The point $x^*$ is the optimal solution.
The number $z^*$ is the optimal value.
Example
Suppose:
\[\max 5x_1+12x_2\]subject to:
\[20x_1+10x_2\le 200\] \[10x_1+20x_2\le 120\] \[10x_1+30x_2\le 150\] \[x_1,x_2\ge 0\]Here:
- $x_1,x_2$ are decision variables
- $5x_1+12x_2$ is the objective function
- the inequalities are constraints
- the feasible set is the set of all allowed production plans
Linear Programming as Constrained Optimization
Linear programming is a special case of constrained optimization.

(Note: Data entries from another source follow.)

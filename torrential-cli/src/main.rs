//! Torrential CLI - drives a swarm simulation from the command line.

use std::sync::Arc;

use clap::Parser;
use torrential_core::{
    EventSink, HumanSink, MachineSink, RateRange, Simulator, StatsSink, SwarmConfig,
};
use tracing_subscriber::EnvFilter;

#[derive(Parser)]
#[command(name = "torrential")]
#[command(about = "Torrential - the BitTorrent swarm simulator")]
struct Cli {
    /// Peers in the simulation
    #[arg(short, long)]
    peers: usize,

    /// Chunks in the complete torrent
    #[arg(short, long)]
    chunks: usize,

    /// Per-tick probability that a disconnected peer joins
    #[arg(long, default_value_t = 0.2)]
    join_prob: f64,

    /// Per-tick probability that a connected peer leaves
    #[arg(long, default_value_t = 0.01)]
    leave_prob: f64,

    /// Upload capacity range in chunks per tick, as min,max
    #[arg(long, default_value = "10,10")]
    upload: RateRange,

    /// Download capacity range in chunks per tick, as min,max
    #[arg(long, default_value = "100,100")]
    download: RateRange,

    /// Peers that download but never upload
    #[arg(long, default_value_t = 0)]
    freeriders: usize,

    /// Emit machine-readable records instead of prose
    #[arg(long)]
    machine: bool,

    /// Print run totals to stderr when the swarm completes
    #[arg(long)]
    stats: bool,

    /// Seed for a reproducible run (defaults to system entropy)
    #[arg(long)]
    seed: Option<u64>,
}

fn main() {
    tracing_subscriber::fmt()
        .with_env_filter(EnvFilter::from_default_env())
        .with_writer(std::io::stderr)
        .init();

    let cli = Cli::parse();

    let config = SwarmConfig {
        peers: cli.peers,
        chunks: cli.chunks,
        join_prob: cli.join_prob,
        leave_prob: cli.leave_prob,
        upload: cli.upload,
        download: cli.download,
        freeriders: cli.freeriders,
        seed: cli.seed,
        ..SwarmConfig::default()
    };

    let output: Arc<dyn EventSink> = if cli.machine {
        Arc::new(MachineSink)
    } else {
        Arc::new(HumanSink)
    };
    let stats = cli.stats.then(|| Arc::new(StatsSink::new(output.clone())));
    let sink: Arc<dyn EventSink> = match &stats {
        Some(stats) => stats.clone(),
        None => output,
    };

    let mut sim = match Simulator::new(config, sink) {
        Ok(sim) => sim,
        Err(error) => {
            eprintln!("{error}");
            std::process::exit(1);
        }
    };

    while !sim.all_done() {
        sim.tick();
    }

    println!("Finished in {} ticks (seconds)", sim.tick_count());
    if let Some(stats) = stats {
        eprint!("{}", stats.report().summary());
    }
}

A linear programming problem has:
- linear objective function
- linear equality or inequality constraints
General form:
\[\min \text{ or } \max \quad c^Tx\]subject to linear constraints.
Standard form:
\[\min c^Tx\]subject to:
\[Ax=b\] \[x\ge 0\]Geometry
In two-variable linear programming:
- constraints define half-planes
- the feasible set is their intersection
- objective contour lines move across the feasible region
- the optimum occurs at the last feasible point touched
In higher dimensions:
- constraints define half-spaces
- the feasible set is a polyhedron
- algorithms replace drawing
Possible Outcomes
A constrained optimization problem may have:
- a unique optimal solution
- multiple optimal solutions
- no feasible solution
- an unbounded objective
Infeasible Problem
If:
\[S=\emptyset\]then the problem is infeasible.
There is no feasible point and no optimal solution.
Unbounded Problem
A maximization problem is unbounded if:
\[f(x)\]can grow without limit while $x$ remains feasible.

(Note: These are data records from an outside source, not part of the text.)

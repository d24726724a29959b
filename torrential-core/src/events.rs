//! Simulation output.
//!
//! The engine reports what happens through an [`EventSink`] handed to
//! the simulator at construction. Two stdout sinks mirror the classic
//! output modes: prose for humans, a one-record-per-line grammar for
//! machines. The transfer and finish callbacks fire from parallel
//! stages, so sinks take `&self` and must be `Send + Sync`.

use std::sync::Mutex;

use crate::peer::PeerId;

/// Receiver for everything observable about a run.
pub trait EventSink: Send + Sync {
    /// A new tick began.
    fn tick(&self, n: u64);

    /// A peer was admitted into the connected set.
    fn connect(&self, id: PeerId, up: u32, down: u32);

    /// A peer was evicted from the connected set.
    fn disconnect(&self, id: PeerId);

    /// A chunk transfer was accepted.
    fn transmit(&self, src: PeerId, chunk: usize, dst: PeerId);

    /// A peer acquired its last missing chunk.
    fn finished(&self, id: PeerId, total_chunks: usize);
}

/// Prose output for watching a run by eye. Tick records are omitted.
#[derive(Debug, Default)]
pub struct HumanSink;

impl EventSink for HumanSink {
    fn tick(&self, _n: u64) {}

    fn connect(&self, id: PeerId, up: u32, down: u32) {
        println!("Peer {id} connecting (up: {up}, down: {down})");
    }

    fn disconnect(&self, id: PeerId) {
        println!("Peer {id} disconnecting");
    }

    fn transmit(&self, src: PeerId, chunk: usize, dst: PeerId) {
        println!("Peer {src} sending chunk {chunk} to {dst}");
    }

    fn finished(&self, id: PeerId, total_chunks: usize) {
        println!("Peer {id} finished ({total_chunks} total chunks)");
    }
}

/// One-record-per-line output for downstream tooling.
///
/// ```text
/// t <tick>
/// c <id> <up> <down>
/// d <id>
/// x <src> <chunk> <dst>
/// f <id> <total_chunks>
/// ```
#[derive(Debug, Default)]
pub struct MachineSink;

impl EventSink for MachineSink {
    fn tick(&self, n: u64) {
        println!("t {n}");
    }

    fn connect(&self, id: PeerId, up: u32, down: u32) {
        println!("c {id} {up} {down}");
    }

    fn disconnect(&self, id: PeerId) {
        println!("d {id}");
    }

    fn transmit(&self, src: PeerId, chunk: usize, dst: PeerId) {
        println!("x {src} {chunk} {dst}");
    }

    fn finished(&self, id: PeerId, total_chunks: usize) {
        println!("f {id} {total_chunks}");
    }
}

/// Sink that discards everything.
#[derive(Debug, Default)]
pub struct NullSink;

impl EventSink for NullSink {
    fn tick(&self, _n: u64) {}
    fn connect(&self, _id: PeerId, _up: u32, _down: u32) {}
    fn disconnect(&self, _id: PeerId) {}
    fn transmit(&self, _src: PeerId, _chunk: usize, _dst: PeerId) {}
    fn finished(&self, _id: PeerId, _total_chunks: usize) {}
}

/// A recorded event, for assertions and embedding.
#[derive(Debug, Clone, Copy, PartialEq, Eq)]
pub enum Event {
    /// `tick(n)`
    Tick(u64),
    /// `connect(id, up, down)`
    Connect(PeerId, u32, u32),
    /// `disconnect(id)`
    Disconnect(PeerId),
    /// `transmit(src, chunk, dst)`
    Transmit(PeerId, usize, PeerId),
    /// `finished(id, total_chunks)`
    Finished(PeerId, usize),
}

/// Sink that appends every event to an in-memory log.
#[derive(Debug, Default)]
pub struct RecordingSink {
    log: Mutex<Vec<Event>>,
}

impl RecordingSink {
    /// Creates an empty recording sink.
    pub fn new() -> Self {
        Self::default()
    }

    /// Drains and returns everything recorded so far.
    pub fn take(&self) -> Vec<Event> {
        std::mem::take(&mut self.log.lock().unwrap())
    }

    /// Copies out everything recorded so far.
    pub fn snapshot(&self) -> Vec<Event> {
        self.log.lock().unwrap().clone()
    }

    fn push(&self, event: Event) {
        self.log.lock().unwrap().push(event);
    }
}

impl EventSink for RecordingSink {
    fn tick(&self, n: u64) {
        self.push(Event::Tick(n));
    }

    fn connect(&self, id: PeerId, up: u32, down: u32) {
        self.push(Event::Connect(id, up, down));
    }

    fn disconnect(&self, id: PeerId) {
        self.push(Event::Disconnect(id));
    }

    fn transmit(&self, src: PeerId, chunk: usize, dst: PeerId) {
        self.push(Event::Transmit(src, chunk, dst));
    }

    fn finished(&self, id: PeerId, total_chunks: usize) {
        self.push(Event::Finished(id, total_chunks));
    }
}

A minimization problem is unbounded below if:
\[f(x)\]can decrease without limit while $x$ remains feasible.
Local and Global Optimality
A local optimum is best near a point.
A global optimum is best over the entire feasible set.

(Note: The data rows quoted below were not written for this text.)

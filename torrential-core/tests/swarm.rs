//! End-to-end swarm scenarios.

use std::collections::HashMap;
use std::sync::Arc;

use torrential_core::{
    Event, NullSink, PeerId, RateRange, RecordingSink, Simulator, SwarmConfig,
};

fn eager_swarm(peers: usize, chunks: usize, seed: u64) -> SwarmConfig {
    SwarmConfig {
        peers,
        chunks,
        join_prob: 1.0,
        leave_prob: 0.0,
        upload: RateRange::fixed(2),
        download: RateRange::fixed(10),
        freeriders: 0,
        seed: Some(seed),
        ..SwarmConfig::default()
    }
}

/// Runs until everyone owns everything, with a generous safety cap.
fn run_to_completion(sim: &mut Simulator, cap: u64) {
    while !sim.all_done() {
        sim.tick();
        assert!(
            sim.tick_count() < cap,
            "swarm failed to converge within {cap} ticks"
        );
    }
}

#[test]
fn small_swarm_converges() {
    let sink = Arc::new(RecordingSink::new());
    let mut sim = Simulator::new(eager_swarm(5, 10, 1), sink.clone()).unwrap();

    run_to_completion(&mut sim, 200);

    // Every peer except the seeder finishes exactly once.
    let events = sink.take();
    let mut finishes: HashMap<PeerId, usize> = HashMap::new();
    for event in &events {
        if let Event::Finished(id, total) = event {
            assert_eq!(*total, 10);
            *finishes.entry(*id).or_default() += 1;
        }
    }
    assert_eq!(finishes.len(), 4);
    assert!(finishes.values().all(|&n| n == 1));
}

#[test]
fn swarm_with_freeriders_converges() {
    let mut config = eager_swarm(6, 8, 3);
    config.freeriders = 2;
    let mut sim = Simulator::new(config, Arc::new(NullSink)).unwrap();

    run_to_completion(&mut sim, 400);
}

#[test]
fn churny_swarm_converges() {
    let mut config = eager_swarm(12, 16, 5);
    config.join_prob = 0.5;
    config.leave_prob = 0.05;
    let mut sim = Simulator::new(config, Arc::new(NullSink)).unwrap();

    run_to_completion(&mut sim, 5_000);
}

#[test]
fn stages_keep_their_order_within_a_tick() {
    let sink = Arc::new(RecordingSink::new());
    let mut config = eager_swarm(8, 12, 9);
    config.join_prob = 0.6;
    config.leave_prob = 0.1;
    let mut sim = Simulator::new(config, sink.clone()).unwrap();

    for _ in 0..60 {
        sim.tick();
    }

    // Within a tick: admissions, then transfers and finishes, then
    // evictions. Transfer order itself is unconstrained.
    let phase = |event: &Event| match event {
        Event::Tick(_) => 0,
        Event::Connect(..) => 1,
        Event::Transmit(..) | Event::Finished(..) => 2,
        Event::Disconnect(_) => 3,
    };

    let mut current = 0;
    for event in sink.take() {
        let p = phase(&event);
        if p == 0 {
            current = 0;
        } else {
            assert!(p >= current, "{event:?} emitted out of stage order");
            current = p;
        }
    }
}

#[test]
fn same_seed_same_run_on_one_thread() {
    // Transfer races make parallel runs diverge by design; on a single
    // worker the whole event stream is reproducible.
    let run = |seed: u64| -> Vec<Event> {
        let pool = rayon::ThreadPoolBuilder::new()
            .num_threads(1)
            .build()
            .unwrap();
        pool.install(|| {
            let sink = Arc::new(RecordingSink::new());
            let mut config = eager_swarm(10, 12, seed);
            config.join_prob = 0.7;
            config.leave_prob = 0.05;
            let mut sim = Simulator::new(config, sink.clone()).unwrap();
            run_to_completion(&mut sim, 5_000);
            sink.take()
        })
    };

    assert_eq!(run(11), run(11));
}

#[test]
fn transfers_only_move_chunks_the_recipient_lacked() {
    let sink = Arc::new(RecordingSink::new());
    let mut sim = Simulator::new(eager_swarm(5, 10, 13), sink.clone()).unwrap();

    run_to_completion(&mut sim, 200);

    // Replay the transfer log: no chunk is delivered twice to the same
    // peer, and every peer ends with the full file.
    let mut held: HashMap<PeerId, Vec<bool>> = HashMap::new();
    for event in sink.take() {
        if let Event::Transmit(_, chunk, dst) = event {
            let chunks = held.entry(dst).or_insert_with(|| vec![false; 10]);
            assert!(!chunks[chunk], "chunk {chunk} delivered to {dst} twice");
            chunks[chunk] = true;
        }
    }
    assert_eq!(held.len(), 4);
    assert!(held.values().all(|chunks| chunks.iter().all(|&c| c)));
}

In linear programming, because the objective is linear and the feasible set is convex, local optimality implies global optimality.
OR Interpretation
Constrained optimization is the mathematical form of:
choose the best decision among the decisions that are actually allowed.
Examples:
| Problem | Objective | Constraints |
|---|---|---|
| production | maximize profit | limited resources |
| transportation | minimize cost | supply and demand |
| diet | minimize expense | nutrient requirements |
| investment | maximize return | budget and allocation rules |
Checklist
You understand constrained optimization if you can:
- identify the objective function
- identify the feasible set
- distinguish feasible from infeasible points
- define constrained minimum and maximum
- distinguish optimal solution from optimal value
- recognize infeasible problems
- recognize unbounded problems
- explain why LP is constrained optimization
See Also
- Optimization Foundations
- Decision Variables
- Objective Functions
- Constraints
- Feasible Sets
- Optimal Solutions and Optimal Values
- Linear Programming
Exam checkpoint
In exam problems, translate the story into variables, objective, constraints, feasible set, and optimal value. Always state whether the problem is a maximization or minimization and what the units are.